I stole her yeast (with permission) and got started.
For the next six months I repeated the following…
Step 1) Grow some yeast
Step 2) Are some of those year half white, half red? If yes isolate them!
Step 3) Grow up the red side and white side independently
Step 4) Explode the yeast
Step 5) Harvest their DNA
Step 6) Use a technique developed in some point in the early 1400s to determine where the yeast chromosome had broken
Step 7) Repeat…. Hundreds of times.
Here’s the thing… in each of these steps a thousand things can go wrong.
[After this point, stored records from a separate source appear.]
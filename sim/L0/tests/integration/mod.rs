//! Integration tests for the discrete contact update.
//!
//! These tests drive [`sim_discrete::CompliantContactManager`] end to end:
//! - Compliant point contact against closed-form solutions
//! - Joint limits and couplers assembled next to contacts
//! - Cache invalidation and memoization across steps
//! - Failure modes: solver failure, algebraic loops, stale contexts

pub mod caching;
pub mod couplers;
pub mod failures;
pub mod joint_limits;
pub mod sphere_on_ground;
//! Dense Cholesky factorization.
//!
//! Pure math routines with no model dependencies. Forward dynamics uses them
//! to solve each tree's `(M + diag(d))·v̇ = τ` independently; the contact
//! solver factors its Newton Hessian with them.

use nalgebra::{DMatrix, DVector};
use sim_types::{Result, SimError};

/// In-place Cholesky (LL^T) factorization. Overwrites the lower triangle of `m` with L.
/// The upper triangle is left unchanged. Fails with [`SimError::NotPositiveDefinite`]
/// naming `what` if the matrix is not positive definite.
pub fn cholesky_in_place(m: &mut DMatrix<f64>, what: &str) -> Result<()> {
    let n = m.nrows();
    for j in 0..n {
        // L[j,j] = sqrt(M[j,j] - Σ(L[j,k]² for k < j))
        let mut diag = m[(j, j)];
        for k in 0..j {
            diag -= m[(j, k)] * m[(j, k)];
        }
        if !(diag > 0.0) {
            return Err(SimError::NotPositiveDefinite {
                what: what.to_string(),
            });
        }
        let ljj = diag.sqrt();
        m[(j, j)] = ljj;

        // L[i,j] = (M[i,j] - Σ(L[i,k]·L[j,k] for k < j)) / L[j,j]
        for i in (j + 1)..n {
            let mut sum = m[(i, j)];
            for k in 0..j {
                sum -= m[(i, k)] * m[(j, k)];
            }
            m[(i, j)] = sum / ljj;
        }
    }
    Ok(())
}

/// Solve L·L^T·x = b in place, where L is stored in the lower triangle of `l`.
/// On entry `x` contains b; on exit `x` contains the solution.
pub fn cholesky_solve_in_place(l: &DMatrix<f64>, x: &mut DVector<f64>) {
    let n = l.nrows();

    // Forward substitution: L·y = b
    for j in 0..n {
        for k in 0..j {
            x[j] -= l[(j, k)] * x[k];
        }
        x[j] /= l[(j, j)];
    }

    // Back substitution: L^T·z = y
    for j in (0..n).rev() {
        for k in (j + 1)..n {
            x[j] -= l[(k, j)] * x[k];
        }
        x[j] /= l[(j, j)];
    }
}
At any point where I grow yeast, I can have a contamination.
At any point where I isolate something, I can isolate the wrong cells.
At any point where I use my brain, my brain can fart and I mix the wrong enzymes with the wrong bottle and dissolve everything.
At any point where I take something out of a fridge I can accidentally leave it open and destroy all my work!
But I Get Through It
Five months later, just a month out from having to publish result, and I’m almost there. Only one colony left to clarify a break location in and I’m done!
Time to start writing!
At this point I’ve been working on this project for a year, I want to write a good thesis. So I start looking into the work that I’m building off. The research that has lead up to my project.
I don’t understand it!
So I decide I’ll start by explaining my project, and realise…
I don’t understand it!
I understand the parts of it.
I understand what I want.
But I don’t understand how they fit together and any attempt to explain it to me by my supervisor only makes me more confused.
So I read!
I read everything that’s even vaguely related to my research. I stop sleeping for a week, I subsist off energy drinks and I make great friends with the security guards at the library. Slowly the pieces fall into place. But now we have a new problem.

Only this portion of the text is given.